We compare the analgesic efficacy and safety of subdissociative intravenous-dose ketamine (SDK) versus morphine in geriatric Emergency Department (ED) patients.

This was a prospective, randomized, double-blind trial evaluating ED patients aged 65 and older experiencing moderate to severe acute abdominal, flank, musculoskeletal, or malignant pain. Patients were randomized to receive SDK at 0.3 mg/kg or morphine at 0.1 mg/kg by short intravenous infusion over 15 min. Evaluations occurred at 15, 30, 60, 90, and 120 min. Primary outcome was reduction in pain at 30 min. Secondary outcomes included overall rates of adverse effects and incidence of rescue analgesia.

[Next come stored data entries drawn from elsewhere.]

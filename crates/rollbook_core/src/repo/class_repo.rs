//! Class repository contract and SQLite implementation.
//!
//! # Responsibility
//! - Provide stable CRUD APIs over the `classes` table.
//! - Own the delete cascade: tombstoning a class tombstones its active
//!   students in the same transaction, never its attendance history.
//!
//! # Invariants
//! - Rename updates the existing row in place; the id never changes.
//! - Listing is active-only by default, ordered by creation time.
//! - `upsert` lands rows by id so pull preserves remote identity.

use crate::model::class::{Class, ClassId, OwnerId};
use crate::repo::{
    bool_to_int, ensure_connection_ready, int_to_bool, parse_uuid, RepoError, RepoResult,
};
use rusqlite::{params, Connection, Row};

const CLASS_SELECT_SQL: &str = "SELECT
    id,
    owner_id,
    name,
    is_deleted,
    deleted_at,
    created_at,
    updated_at
FROM classes";

/// Repository interface for class persistence.
pub trait ClassRepository {
    /// Inserts a new class row and returns its stable id.
    fn create(&self, class: &Class) -> RepoResult<ClassId>;
    /// Renames an existing class in place. The id must not change.
    fn rename(&self, id: ClassId, new_name: &str) -> RepoResult<()>;
    /// Gets one class by id with optional tombstone visibility.
    fn get(&self, id: ClassId, include_deleted: bool) -> RepoResult<Option<Class>>;
    /// Finds the active class with this name for one owner.
    fn find_active_by_name(&self, owner: OwnerId, name: &str) -> RepoResult<Option<Class>>;
    /// Lists an owner's classes in creation order.
    fn list_for_owner(&self, owner: OwnerId, include_deleted: bool) -> RepoResult<Vec<Class>>;
    /// Tombstones a class and all of its active students in one transaction.
    /// Returns the number of students tombstoned. Attendance is untouched.
    fn soft_delete_cascade(&self, id: ClassId) -> RepoResult<u64>;
    /// Inserts or updates a row by id, preserving the caller's identity and
    /// the local `created_at` when the row already exists.
    fn upsert(&self, class: &Class) -> RepoResult<()>;
    /// Attaches classes without an owner to the given account.
    /// Returns the number of rows adopted.
    fn adopt_orphans(&self, owner: OwnerId) -> RepoResult<u64>;
}

/// SQLite-backed class repository.
pub struct SqliteClassRepository<'conn> {
    conn: &'conn Connection,
}

impl<'conn> SqliteClassRepository<'conn> {
    /// Constructs a repository from a migrated/ready connection.
    pub fn try_new(conn: &'conn Connection) -> RepoResult<Self> {
        ensure_connection_ready(
            conn,
            &[
                (
                    "classes",
                    &[
                        "id",
                        "owner_id",
                        "name",
                        "is_deleted",
                        "deleted_at",
                        "created_at",
                        "updated_at",
                    ],
                ),
                ("students", &["id", "class_id", "is_deleted"]),
            ],
        )?;
        Ok(Self { conn })
    }
}

impl ClassRepository for SqliteClassRepository<'_> {
    fn create(&self, class: &Class) -> RepoResult<ClassId> {
        self.conn.execute(
            "INSERT INTO classes (
                id,
                owner_id,
                name,
                is_deleted,
                deleted_at,
                created_at,
                updated_at
            ) VALUES (?1, ?2, ?3, ?4, ?5, ?6, ?7);",
            params![
                class.id.to_string(),
                class.owner_id.map(|owner| owner.to_string()),
                class.name.as_str(),
                bool_to_int(class.is_deleted),
                class.deleted_at,
                class.created_at,
                class.updated_at,
            ],
        )?;

        Ok(class.id)
    }

    fn rename(&self, id: ClassId, new_name: &str) -> RepoResult<()> {
        let changed = self.conn.execute(
            "UPDATE classes
             SET
                name = ?2,
                updated_at = (strftime('%s', 'now') * 1000)
             WHERE id = ?1
               AND is_deleted = 0;",
            params![id.to_string(), new_name],
        )?;

        if changed == 0 {
            return Err(RepoError::ClassNotFound(id));
        }

        Ok(())
    }

    fn get(&self, id: ClassId, include_deleted: bool) -> RepoResult<Option<Class>> {
        let mut stmt = self.conn.prepare(&format!(
            "{CLASS_SELECT_SQL}
             WHERE id = ?1
               AND (?2 = 1 OR is_deleted = 0);"
        ))?;

        let mut rows = stmt.query(params![id.to_string(), bool_to_int(include_deleted)])?;
        if let Some(row) = rows.next()? {
            return Ok(Some(parse_class_row(row)?));
        }

        Ok(None)
    }

    fn find_active_by_name(&self, owner: OwnerId, name: &str) -> RepoResult<Option<Class>> {
        let mut stmt = self.conn.prepare(&format!(
            "{CLASS_SELECT_SQL}
             WHERE owner_id = ?1
               AND name = ?2
               AND is_deleted = 0;"
        ))?;

        let mut rows = stmt.query(params![owner.to_string(), name])?;
        if let Some(row) = rows.next()? {
            return Ok(Some(parse_class_row(row)?));
        }

        Ok(None)
    }

    fn list_for_owner(&self, owner: OwnerId, include_deleted: bool) -> RepoResult<Vec<Class>> {
        let mut stmt = self.conn.prepare(&format!(
            "{CLASS_SELECT_SQL}
             WHERE owner_id = ?1
               AND (?2 = 1 OR is_deleted = 0)
             ORDER BY created_at ASC, id ASC;"
        ))?;

        let mut rows = stmt.query(params![owner.to_string(), bool_to_int(include_deleted)])?;
        let mut classes = Vec::new();
        while let Some(row) = rows.next()? {
            classes.push(parse_class_row(row)?);
        }

        Ok(classes)
    }

    fn soft_delete_cascade(&self, id: ClassId) -> RepoResult<u64> {
        let tx = self.conn.unchecked_transaction()?;

        let changed = tx.execute(
            "UPDATE classes
             SET
                is_deleted = 1,
                deleted_at = (strftime('%s', 'now') * 1000),
                updated_at = (strftime('%s', 'now') * 1000)
             WHERE id = ?1
               AND is_deleted = 0;",
            [id.to_string()],
        )?;

        if changed == 0 {
            return Err(RepoError::ClassNotFound(id));
        }

        let students = tx.execute(
            "UPDATE students
             SET
                is_deleted = 1,
                deleted_at = (strftime('%s', 'now') * 1000),
                updated_at = (strftime('%s', 'now') * 1000)
             WHERE class_id = ?1
               AND is_deleted = 0;",
            [id.to_string()],
        )?;

        tx.commit()?;
        Ok(students as u64)
    }

    fn upsert(&self, class: &Class) -> RepoResult<()> {
        self.conn.execute(
            "INSERT INTO classes (
                id,
                owner_id,
                name,
                is_deleted,
                deleted_at,
                created_at,
                updated_at
            ) VALUES (?1, ?2, ?3, ?4, ?5, ?6, ?7)
            ON CONFLICT(id) DO UPDATE SET
                owner_id = excluded.owner_id,
                name = excluded.name,
                is_deleted = excluded.is_deleted,
                deleted_at = excluded.deleted_at,
                updated_at = excluded.updated_at;",
            params![
                class.id.to_string(),
                class.owner_id.map(|owner| owner.to_string()),
                class.name.as_str(),
                bool_to_int(class.is_deleted),
                class.deleted_at,
                class.created_at,
                class.updated_at,
            ],
        )?;

        Ok(())
    }

    fn adopt_orphans(&self, owner: OwnerId) -> RepoResult<u64> {
        let adopted = self.conn.execute(
            "UPDATE classes
             SET
                owner_id = ?1,
                updated_at = (strftime('%s', 'now') * 1000)
             WHERE owner_id IS NULL;",
            [owner.to_string()],
        )?;

        Ok(adopted as u64)
    }
}

fn parse_class_row(row: &Row<'_>) -> RepoResult<Class> {
    let id_text: String = row.get("id")?;
    let id = parse_uuid(&id_text, "classes", "id")?;

    let owner_id = match row.get::<_, Option<String>>("owner_id")? {
        Some(value) => Some(parse_uuid(&value, "classes", "owner_id")?),
        None => None,
    };

    let is_deleted = int_to_bool(row.get("is_deleted")?, "classes", "is_deleted")?;

    Ok(Class {
        id,
        owner_id,
        name: row.get("name")?,
        is_deleted,
        deleted_at: row.get("deleted_at")?,
        created_at: row.get("created_at")?,
        updated_at: row.get("updated_at")?,
    })
}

Thirty patients per group were enrolled in the study. The primary change in mean pain scores was not significantly different in the ketamine and morphine groups: 9.0 versus 8.4 at baseline (mean difference 0.6; 95% CI −0.30 to 1.43) and 4.2 versus 4.4 at 30 min (mean difference −0.2; 95% CI −1.93 to1.46). Patients in the SDK group reported higher rates of psychoperceptual adverse effects at 15, 30, and 60 min post drug administration. Two patients in the ketamine group and one in the morphine group experienced brief desaturation episodes. There were no statistically significant differences with respect to changes in vital signs and need for rescue medication.

SDK administered at 0.3 mg/kg over 15 min provides analgesic efficacy comparable to morphine for short-term treatment of acute pain in the geriatric ED patients but results in higher rates of psychoperceptual adverse effects.

clinicaltrials.gov Registration #: NCT02673372.